Cricket
India vs Pakistan: T20 World Cup game shows cricket has arrived in the United States
For the first time at this pop-up stadium in Eisenhower Park the plastic wrapping was also taken off the comfy seats in the corporate sections which were barely used for earlier games.
Cricket royalty was bussed in for the day. Sachin Tendulkar was mobbed, Bollywood stars hob-nobbed. Noble-prize winning activist Malala Yousafzai cheered on Pakistan.
Chris Gayle, who wore a dazzling all-white suit with one sleeve orange and green for India and the other green for Pakistan, strolled about the outfield with a huge grin on his face. He was even asking the players to sign it.

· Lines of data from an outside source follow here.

use tracing::info;

use crate::cli::commands::ReplayArgs;
use crate::cli::output::{StateJson, format_summary, format_tree};
use crate::io::script::{self, ScriptError};
use crate::model::{Config, DeletePolicy, SequentialIds};
use crate::ops::Outcome;
use crate::state::{Action, Session};

/// A step that did not apply
#[derive(Debug, Clone, PartialEq, Eq)]
pub struct Skipped {
    /// 1-based position in the script
    pub step: usize,
    pub kind: &'static str,
    pub outcome: Outcome,
}

pub struct ReplayReport {
    pub session: Session,
    pub skipped: Vec<Skipped>,
}

/// Run `actions` against a fresh session. Ids are sequential so the output
/// is reproducible.
pub fn replay_actions(actions: Vec<Action>, delete_policy: DeletePolicy) -> ReplayReport {
    let mut session = Session::new(Box::new(SequentialIds::new()), delete_policy);
    let mut skipped = Vec::new();
    for (i, action) in actions.into_iter().enumerate() {
        let kind = action.kind();
        let outcome = session.dispatch(action);
        if !outcome.is_applied() {
            skipped.push(Skipped {
                step: i + 1,
                kind,
                outcome,
            });
        }
    }
    ReplayReport { session, skipped }
}

pub fn cmd_replay(args: &ReplayArgs, config: &Config) -> Result<(), ScriptError> {
    let actions = script::read_script(&args.script)?;
    let total = actions.len();
    let report = replay_actions(actions, config.behavior.on_category_delete);

    for s in &report.skipped {
        eprintln!("warning: step {} ({}): {}", s.step, s.kind, s.outcome);
    }
    let state = report.session.state();
    info!(
        steps = total,
        skipped = report.skipped.len(),
        summary = %format_summary(state),
        "replay finished"
    );

    if args.json {
        println!(
            "{}",
            serde_json::to_string_pretty(&StateJson::from_state(state))?
        );
    } else {
        print!("{}", format_tree(state));
    }
    Ok(())
}
use crate::model::{CategoryId, DeletePolicy, IdGenerator, Todo, TodoId};
use crate::ops::category_ops;
use crate::ops::todo_ops;
use crate::ops::{Outcome, Rejection, is_blank};

use super::{Action, AppState, Modal};

/// Apply one action. Returns the next state and what happened; any outcome
/// other than `Applied` hands back the state unchanged.
pub fn reduce(
    mut state: AppState,
    action: Action,
    ids: &mut dyn IdGenerator,
    delete_policy: DeletePolicy,
) -> (AppState, Outcome) {
    let outcome = match action {
        Action::SelectCategory { id } => select_category(&mut state, id),
        Action::SetExpanded { id, is_expanded } => {
            category_ops::set_expanded(&mut state.categories, &id, is_expanded)
        }
        Action::DeleteCategory { id } => delete_category(&mut state, &id, delete_policy),
        Action::OpenRenameModal { id } => open_modal(&mut state, Modal::Rename { category: id }),
        Action::OpenAddChildModal { id } => open_modal(&mut state, Modal::AddChild { parent: id }),
        Action::AssignCategory { id } => assign_category(&mut state, id),
        Action::AddCategory { title, parent } => match parent {
            Some(parent) => {
                category_ops::add_or_edit(&mut state.categories, &parent, title, false, ids)
            }
            None => category_ops::add_category(&mut state.categories, title, ids),
        },
        Action::AddTodo { title } => match state.selected_category.clone() {
            Some(category) => todo_ops::add_todo(&mut state.todos, &category, title, ids),
            None => Rejection::NoCategorySelected.into(),
        },
        Action::SetChecked { id, is_done } => match state.selected_category.clone() {
            Some(category) => todo_ops::set_checked(&mut state.todos, &category, &id, is_done),
            None => Rejection::NoCategorySelected.into(),
        },
        Action::BeginEdit { id } => begin_edit(&mut state, &id),
        Action::SaveEdit {
            title,
            is_done,
            description,
        } => save_edit(&mut state, title, is_done, description),
        Action::CancelEdit => cancel_edit(&mut state),
        Action::ModalSave { title } => modal_save(&mut state, title, ids),
        Action::ModalClose => match state.modal {
            Modal::Closed => Rejection::ModalClosed.into(),
            _ => {
                state.modal = Modal::Closed;
                Outcome::Applied
            }
        },
    };
    (state, outcome)
}

// ---------------------------------------------------------------------------
// Selection
// ---------------------------------------------------------------------------

fn select_category(state: &mut AppState, id: CategoryId) -> Outcome {
    if state.is_editing() {
        return Rejection::EditInProgress.into();
    }
    if !category_ops::contains(&state.categories, &id) {
        return Outcome::NotFound;
    }
    state.selected_category = Some(id);
    Outcome::Applied
}

fn delete_category(state: &mut AppState, id: &CategoryId, policy: DeletePolicy) -> Outcome {
    let Some(removed) = category_ops::delete_category(&mut state.categories, id) else {
        return Outcome::NotFound;
    };
    todo_ops::on_category_delete(&mut state.todos, &removed, policy);

    let gone = category_ops::subtree_ids(&removed);
    let is_gone = |c: &CategoryId| gone.contains(c);

    if state.selected_category.as_ref().is_some_and(is_gone) {
        state.selected_category = None;
    }
    if let Some(todo) = &state.edit_todo
        && (is_gone(&todo.category) || todo.previous_category.as_ref().is_some_and(is_gone))
    {
        state.edit_todo = None;
    }
    let modal_target = match &state.modal {
        Modal::Closed => None,
        Modal::Rename { category } => Some(category),
        Modal::AddChild { parent } => Some(parent),
    };
    if modal_target.is_some_and(is_gone) {
        state.modal = Modal::Closed;
    }
    Outcome::Applied
}

// ---------------------------------------------------------------------------
// Category dialog
// ---------------------------------------------------------------------------

fn open_modal(state: &mut AppState, modal: Modal) -> Outcome {
    let target = match &modal {
        Modal::Rename { category } => category,
        Modal::AddChild { parent } => parent,
        Modal::Closed => return Outcome::NotFound,
    };
    if !category_ops::contains(&state.categories, target) {
        return Outcome::NotFound;
    }
    state.modal = modal;
    Outcome::Applied
}

fn modal_save(state: &mut AppState, title: String, ids: &mut dyn IdGenerator) -> Outcome {
    let outcome = match &state.modal {
        Modal::Closed => return Rejection::ModalClosed.into(),
        Modal::Rename { category } => {
            category_ops::add_or_edit(&mut state.categories, category, title, true, ids)
        }
        Modal::AddChild { parent } => {
            category_ops::add_or_edit(&mut state.categories, parent, title, false, ids)
        }
    };
    // A blank title keeps the dialog open for another try
    if outcome.is_applied() {
        state.modal = Modal::Closed;
    }
    outcome
}

// ---------------------------------------------------------------------------
// Todo editor
// ---------------------------------------------------------------------------

fn begin_edit(state: &mut AppState, id: &TodoId) -> Outcome {
    if state.is_editing() {
        return Rejection::EditInProgress.into();
    }
    let Some(category) = &state.selected_category else {
        return Rejection::NoCategorySelected.into();
    };
    match todo_ops::find_todo(&state.todos, category, id) {
        Some(todo) => {
            state.edit_todo = Some(todo.clone());
            Outcome::Applied
        }
        None => Outcome::NotFound,
    }
}

fn assign_category(state: &mut AppState, id: CategoryId) -> Outcome {
    if !state.is_editing() {
        return Rejection::NotEditing.into();
    }
    if !category_ops::contains(&state.categories, &id) {
        return Outcome::NotFound;
    }
    if let Some(todo) = &mut state.edit_todo {
        todo_ops::assign_category(todo, id.clone());
    }
    state.selected_category = Some(id);
    Outcome::Applied
}

fn save_edit(
    state: &mut AppState,
    title: String,
    is_done: bool,
    description: Option<String>,
) -> Outcome {
    if !state.is_editing() {
        return Rejection::NotEditing.into();
    }
    if is_blank(&title) {
        return Rejection::EmptyTitle.into();
    }
    let Some(edited) = state.edit_todo.take() else {
        return Rejection::NotEditing.into();
    };
    let todo = Todo {
        title,
        is_done,
        description: description.filter(|d| !d.trim().is_empty()),
        ..edited
    };
    let category = todo_ops::save_edit(&mut state.todos, todo);
    state.selected_category = Some(category);
    Outcome::Applied
}

fn cancel_edit(state: &mut AppState) -> Outcome {
    let Some(edited) = state.edit_todo.take() else {
        return Rejection::NotEditing.into();
    };
    if let Some(previous) = edited.previous_category
        && category_ops::contains(&state.categories, &previous)
    {
        state.selected_category = Some(previous);
    }
    Outcome::Applied
}

// ---------------------------------------------------------------------------
// Tests
// ---------------------------------------------------------------------------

It was brash, over-bearing and full of razzamatazz. Even ringmaster Ravi Shastri’s act at the toss was cranked up a few more notches.
There is an appeal for the players of India and Pakistan being here, too. Not just in terms of growing their own brands stateside.
Kohli and his Bollywood superstar wife Anushka Sharma were able to slip out for coffee in New York the past few days – almost unthinkable back home.
Security was extremely tight. Sniffer dogs, bomb disposal experts, military-style armoured vehicles, helicopters circling the ground, surveillance teams and members from every branch of police imaginable. Even covert snipers in place.
“The Super Bowl on steroids” was how Nassau County executive Bruce Blakeman, one of the key men in bringing this even to New York, described the security preparations for the event.
Everything’s bigger in the US, after all.
So where from here? Major League Cricket will fill the breach given the cast of stellar names on their books, with this year’s edition set to start a matter of days after the World Cup ends.
A delegation from the International Olympic Committee have been in town in recent days checking out the pop-up stadium in New York and meeting various stakeholders.
You can bet your bottom dollar India v Pakistan at Los Angeles 2028 is firmly in their sights.
It will be a case of watch this space to see what happens on US soil between now and then.